Poster Presentation 10th Australian Peptide Conference 2013

Multi-state Membrane Perturbation Mechanisms of Antimicrobial Peptides (#112)

Tzong-Hsien (John) Lee 1 , Daniel J Hirst 1 , Marcus J Swann 2 , David I Fernandez 3 , Marc-Antoine Sania 3 , Frances Separovic 3 , Marie-Isabel Aguilar 1
  1. Biochemistry and Molecular Biology, Monash university, Clayton, VIC, Australia
  2. Farfiled Group, Biolin Scientific, Manchester Airport, UK
  3. School of Chemistry, Bio21, University of Melbourne, Melbourne, Victoria, Australia

Multi-drug resistance (MDR) bacterial infections represent a major global health problem with increasing rate of mortality. Antimicrobial peptides (AMPs) targeted to destroy bacterial membranes have great potential as effective antimicrobial agents against MDR infections.
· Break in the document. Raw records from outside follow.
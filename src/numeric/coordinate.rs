// SPDX-License-Identifier: MIT
//
// Copyright (c) 2025 Alexandre Severino
//
// Permission is hereby granted, free of charge, to any person obtaining a copy
// of this software and associated documentation files (the "Software"), to deal
// in the Software without restriction, including without limitation the rights
// to use, copy, modify, merge, publish, distribute, sublicense, and/or sell
// copies of the Software, and to permit persons to whom the Software is
// furnished to do so, subject to the following conditions:
//
// The above copyright notice and this permission notice shall be included in
// all copies or substantial portions of the Software.
//
// THE SOFTWARE IS PROVIDED "AS IS", WITHOUT WARRANTY OF ANY KIND, EXPRESS OR
// IMPLIED, INCLUDING BUT NOT LIMITED TO THE WARRANTIES OF MERCHANTABILITY,
// FITNESS FOR A PARTICULAR PURPOSE AND NONINFRINGEMENT. IN NO EVENT SHALL THE
// AUTHORS OR COPYRIGHT HOLDERS BE LIABLE FOR ANY CLAIM, DAMAGES OR OTHER
// LIABILITY, WHETHER IN AN ACTION OF CONTRACT, TORT OR OTHERWISE, ARISING FROM,
// OUT OF OR IN CONNECTION WITH THE SOFTWARE OR THE USE OR OTHER DEALINGS IN THE
// SOFTWARE.

use std::fmt::Debug;

use num_traits::ToPrimitive;
use rug::Rational;

use crate::{
    geometry::util::{f64_next_down, f64_next_up},
    numeric::{approx_f64::ApproxF64, exact_rational::ExactRational},
    operations::Abs,
};

/// How constructed exact coordinates are converted back to the caller's
/// coordinate type.
#[derive(Debug, Clone, Copy, PartialEq, Eq, Default)]
pub enum Rounding {
    /// Single library conversion.
    #[default]
    Default,
    /// Nearest representable value, decided by exact comparison against the
    /// neighbouring candidates. Slower.
    Precise,
}

/// A coordinate type meshes can be handed in (and returned) as.
pub trait Coordinate: Clone + Debug + Send + Sync {
    /// Whether values of this type are already exact rationals. Detection on
    /// exact input runs on the exact kernel.
    const EXACT: bool;

    fn is_finite(&self) -> bool;
    fn to_exact(&self) -> ExactRational;
    fn to_approx(&self) -> ApproxF64;

    /// Round an exact value into this type. This is the last step of every
    /// construction.
    fn from_exact(value: &ExactRational, rounding: Rounding) -> Self;
}

impl Coordinate for f64 {
    const EXACT: bool = false;

    fn is_finite(&self) -> bool {
        f64::is_finite(*self)
    }

    fn to_exact(&self) -> ExactRational {
        ExactRational::from(*self)
    }

    fn to_approx(&self) -> ApproxF64 {
        ApproxF64(*self)
    }

    fn from_exact(value: &ExactRational, rounding: Rounding) -> Self {
        let approx = value.to_f64().unwrap_or(0.0);
        match rounding {
            Rounding::Default => approx,
            Rounding::Precise => nearest_f64(&value.0, approx),
        }
    }
}

impl Coordinate for ExactRational {
    const EXACT: bool = true;

    fn is_finite(&self) -> bool {
        true
    }

    fn to_exact(&self) -> ExactRational {
        self.clone()
    }

    fn to_approx(&self) -> ApproxF64 {
        ApproxF64(self.0.to_f64())
    }

    fn from_exact(value: &ExactRational, _rounding: Rounding) -> Self {
        value.clone()
    }
}

/// Pick the f64 closest to `exact` among `approx` and its two neighbours.
/// Ties go to the even significand.
fn nearest_f64(exact: &Rational, approx: f64) -> f64 {
    let candidates = [f64_next_down(approx), approx, f64_next_up(approx)];

    let mut best = approx;
    let mut best_err: Option<Rational> = None;
    for candidate in candidates {
        let Some(c) = Rational::from_f64(candidate) else {
            continue;
        };
        let err = ExactRational(c - exact).abs().0;
        let better = match &best_err {
            None => true,
            Some(e) => err < *e || (err == *e && candidate.to_bits() & 1 == 0),
        };
        if better {
            best = candidate;
            best_err = Some(err);
        }
    }
    best
}

#[cfg(test)]
mod tests {
    use super::*;

    #[test]
    fn precise_rounding_picks_nearest_neighbour() {
        // 1/3 is not representable; both modes must land within one ulp and
        // the precise one on the nearest value.
        let third = ExactRational(Rational::from((1, 3)));
        let d = f64::from_exact(&third, Rounding::Precise);
        let err = |x: f64| {
            ExactRational(Rational::from_f64(x).unwrap() - &third.0)
                .abs()
                .0
        };
        assert!(err(d) <= err(f64_next_up(d)));
        assert!(err(d) <= err(f64_next_down(d)));
    }

    #[test]
    fn representable_values_round_trip() {
        let v = ExactRational::from(0.1f64);
        assert_eq!(f64::from_exact(&v, Rounding::Default), 0.1);
        assert_eq!(f64::from_exact(&v, Rounding::Precise), 0.1);
    }
}
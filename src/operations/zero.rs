// SPDX-License-Identifier: MIT
//
// Copyright (c) 2025 Alexandre Severino
//
// Permission is hereby granted, free of charge, to any person obtaining a copy
// of this software and associated documentation files (the "Software"), to deal
// in the Software without restriction, including without limitation the rights
// to use, copy, modify, merge, publish, distribute, sublicense, and/or sell
// copies of the Software, and to permit persons to whom the Software is
// furnished to do so, subject to the following conditions:
//
// The above copyright notice and this permission notice shall be included in
// all copies or substantial portions of the Software.
//
// THE SOFTWARE IS PROVIDED "AS IS", WITHOUT WARRANTY OF ANY KIND, EXPRESS OR
// IMPLIED, INCLUDING BUT NOT LIMITED TO THE WARRANTIES OF MERCHANTABILITY,
// FITNESS FOR A PARTICULAR PURPOSE AND NONINFRINGEMENT. IN NO EVENT SHALL THE
// AUTHORS OR COPYRIGHT HOLDERS BE LIABLE FOR ANY CLAIM, DAMAGES OR OTHER
// LIABILITY, WHETHER IN AN ACTION OF CONTRACT, TORT OR OTHERWISE, ARISING FROM,
// OUT OF OR IN CONNECTION WITH THE SOFTWARE OR THE USE OR OTHER DEALINGS IN THE
// SOFTWARE.

pub trait Zero {
    fn zero() -> Self;
    fn is_zero(&self) -> bool;
    fn is_positive(&self) -> bool;
    fn is_negative(&self) -> bool;

    fn is_positive_or_zero(&self) -> bool {
        !self.is_negative()
    }

    fn is_negative_or_zero(&self) -> bool {
        !self.is_positive()
    }
}

pub trait One {
    fn one() -> Self;
}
Due to our limited understanding of the precise mechanism of action of AMPs required for improving therapeutic efficacy, no antimicrobial peptide has been approved as a drug against bacterial infection in over a decade. While alteration of the molecular organisation of lipid molecules is the major effect of AMPs resulting in loss in membrane functionality, this phenomenon is rarely measured. We have developed membrane chip technology combined with dual-polarisation interferometry (DPI) to simultaneously measure the mass bound to and the structural ordering (birefringence) of the membrane. The interaction characteristics of melittin, magainin and its analogue, HPA3, aurein 1.2, maculatin1.1 with supported planar DMPC, DMPC/DMPG (4:1), POPC, and POPC/POPG (4:1) bilayers show various degrees of disordering at different levels of bound peptide. These data allow us to determine the P/L ratio for critical threshold events corresponding to distinctive membrane structural changes related to surface binding, insertion and disruption. Further analysis of the real-time binding profiles using our recently-developed “combined mass and structural multi-state kinetics program”, reveal a three-state binding process with bilayer expansion on a POPC bilayer while at least a two-state binding process for DMPC bilayers. Overall, studying the perturbation mechanisms induced by peptides over a range of mass-density loadings provides further understanding of the mechanisms of membrane-active peptides. We also show for the first time multi-state kinetic models for simultaneous changes in bilayer structure and membrane-bound peptide which can be used to map the route of membrane destabilisation required for the rational design of membrane-destructive antimicrobial agents.